Search code examples
cloudcloud-foundryautoscaling

Ensure graceful scale down with PCF Autoscaler


I have a PCF spring boot application, which handles some long running batches, and planning to use PCF AutoScaler for automatic scaling.

How to ensure graceful scale-down if app takes approx 15-20 minutes to drain already running jobs? Is there any mechanism to control scale down time so that app instance gets enough time before it's shut down?


Solution

  • The amount of time an application has to gracefully shutdown is set by the platform, not by PCF Autoscaler or your application. With PCF it is going to default to 10 seconds.

    By default, apps must finish their in-flight jobs within ten seconds of receiving the SIGTERM before TAS for VMs terminates the app with a SIGKILL.

    https://docs.pivotal.io/application-service/2-12/devguide/deploy-apps/app-lifecycle.html#shutdown

    As noted at that link, you can change that value but it's platform-wide.

    To modify the timeout period on the TAS for VMs tile or IST tile, go to the Advanced Settings tab and edit the “app graceful shutdown period” property.

    There are downsides to changing it, like longer evacuation times when updating Diego Cells. You're essentially giving all of your applications that much time to run before the platform can stop the application, which ties up platform resources for longer periods of time.
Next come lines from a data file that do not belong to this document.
use std::path::Path;

use regex::Regex;

use crate::error::ParseError;
use crate::models::{DependencyChild, Ecosystem, FoundDependency, LockfileKind, Transitivity};

use super::{parse_lockfile, ParserOutput};

/// Parse the output of `mvn dependency:tree -DoutputFile=maven_dep_tree.txt`.
///
/// The first line is the project itself. Every other entry sits below a
/// `+- ` or `\- ` marker indented three columns per level; top-level entries
/// are direct, the rest transitive. Lines copied from a console log may keep
/// their `[INFO] ` prefix.
pub fn parse(lockfile: &Path, _manifest: Option<&Path>) -> ParserOutput {
    parse_lockfile(LockfileKind::MavenDepTree, lockfile, parse_content)
}

fn parse_content(content: &str) -> Result<Vec<FoundDependency>, ParseError> {
    let re = Regex::new(r"^((?:\|  |   )*)[+\\]- (\S+)")?;
    let mut deps: Vec<FoundDependency> = Vec::new();
    let mut children: Vec<Vec<DependencyChild>> = Vec::new();
    // Indices into `deps` of the entries enclosing the current line.
    let mut ancestors: Vec<usize> = Vec::new();

    for (idx, raw) in content.lines().enumerate() {
        let line = raw.strip_prefix("[INFO] ").unwrap_or(raw).trim_end();
        let Some(caps) = re.captures(line) else {
            continue;
        };
        let depth = caps[1].len() / 3;
        let (name, version) = coordinate(&caps[2]).ok_or_else(|| ParseError::Syntax {
            line: idx + 1,
            message: format!("expected group:artifact:type:version, got '{}'", &caps[2]),
        })?;

        let transitivity = if depth == 0 {
            Transitivity::Direct
        } else {
            Transitivity::Transitive
        };
        let dep = FoundDependency::new(name, version, Ecosystem::Maven, transitivity).with_line(idx + 1);

        ancestors.truncate(depth);
        if let Some(&parent) = ancestors.last() {
            children[parent].push(dep.key());
        }
        ancestors.push(deps.len());
        deps.push(dep);
        children.push(Vec::new());
    }

    Ok(deps
        .into_iter()
        .zip(children)
        .map(|(dep, children)| {
            if children.is_empty() {
                dep
            } else {
                dep.with_children(children)
            }
        })
        .collect())
}

/// `group:artifact:type[:classifier]:version[:scope]` → (`group:artifact`, version)
fn coordinate(text: &str) -> Option<(String, &str)> {
    let parts: Vec<&str> = text.split(':').collect();
    let version = match parts.len() {
        4 | 5 => parts[3],
        6 => parts[4],
        _ => return None,
    };
    Some((format!("{}:{}", parts[0], parts[1]), version))
}

#[cfg(test)]
mod tests {
    use super::*;
    use crate::parsers::testing::file_with;

    const TREE: &str = "\
com.example:app:jar:1.0.0
+- org.slf4j:slf4j-api:jar:2.0.7:compile
+- com.google.guava:guava:jar:31.1-jre:compile
|  +- com.google.guava:failureaccess:jar:1.0.1:compile
|  \\- org.checkerframework:checker-qual:jar:3.12.0:compile
\\- junit:junit:jar:4.13.2:test
   \\- org.hamcrest:hamcrest-core:jar:1.3:test
";

    #[test]
    fn test_parse_dependency_tree() {
        let f = file_with(TREE);
        let (deps, errors) = parse(f.path(), None);
        assert!(errors.is_empty());

        let names: Vec<_> = deps.iter().map(|d| d.package.as_str()).collect();
        assert_eq!(
            names,
            vec![
                "org.slf4j:slf4j-api",
                "com.google.guava:guava",
                "com.google.guava:failureaccess",
                "org.checkerframework:checker-qual",
                "junit:junit",
                "org.hamcrest:hamcrest-core",
            ]
        );
        assert_eq!(deps[1].version, "31.1-jre");
        assert_eq!(deps[1].transitivity, Transitivity::Direct);
        assert_eq!(deps[2].transitivity, Transitivity::Transitive);
        assert_eq!(deps[2].line_number, Some(4));
        assert_eq!(deps[0].children, None);
        assert_eq!(
            deps[1].children,
            Some(vec![
                DependencyChild::new("com.google.guava:failureaccess", "1.0.1"),
                DependencyChild::new("org.checkerframework:checker-qual", "3.12.0"),
            ])
        );
        assert_eq!(
            deps[4].children,
            Some(vec![DependencyChild::new("org.hamcrest:hamcrest-core", "1.3")])
        );
        assert!(deps.iter().all(|d| d.lockfile_path.as_deref() == Some(f.path())));
    }

    #[test]
    fn test_console_prefix_and_classifier() {
        let content = "\
[INFO] com.example:app:jar:1.0.0
[INFO] \\- io.netty:netty-transport-native-epoll:jar:linux-x86_64:4.1.100.Final:runtime
";
        let f = file_with(content);
        let (deps, errors) = parse(f.path(), None);
        assert!(errors.is_empty());
        assert_eq!(deps.len(), 1);
        assert_eq!(deps[0].package, "io.netty:netty-transport-native-epoll");
        assert_eq!(deps[0].version, "4.1.100.Final");
    }

    #[test]
    fn test_bad_coordinate_reports_its_line() {
        let f = file_with("com.example:app:jar:1.0.0\n+- not-a-coordinate\n");
        let (deps, errors) = parse(f.path(), None);
        assert!(deps.is_empty());
        assert_eq!(errors[0].line, Some(2));
        assert_eq!(errors[0].parser, LockfileKind::MavenDepTree);
    }
}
    I would not recommend increasing the value platform-wide to accommodate your need of 15-20 minutes.

    My suggestion would be to adjust your batch jobs such that they can be paused or stopped and resumed later. When the SIGTERM is sent, you can then tell the jobs to pause or stop, which can hopefully be done in less than 10 seconds. When your application restarts, the paused or stopped job can be resumed.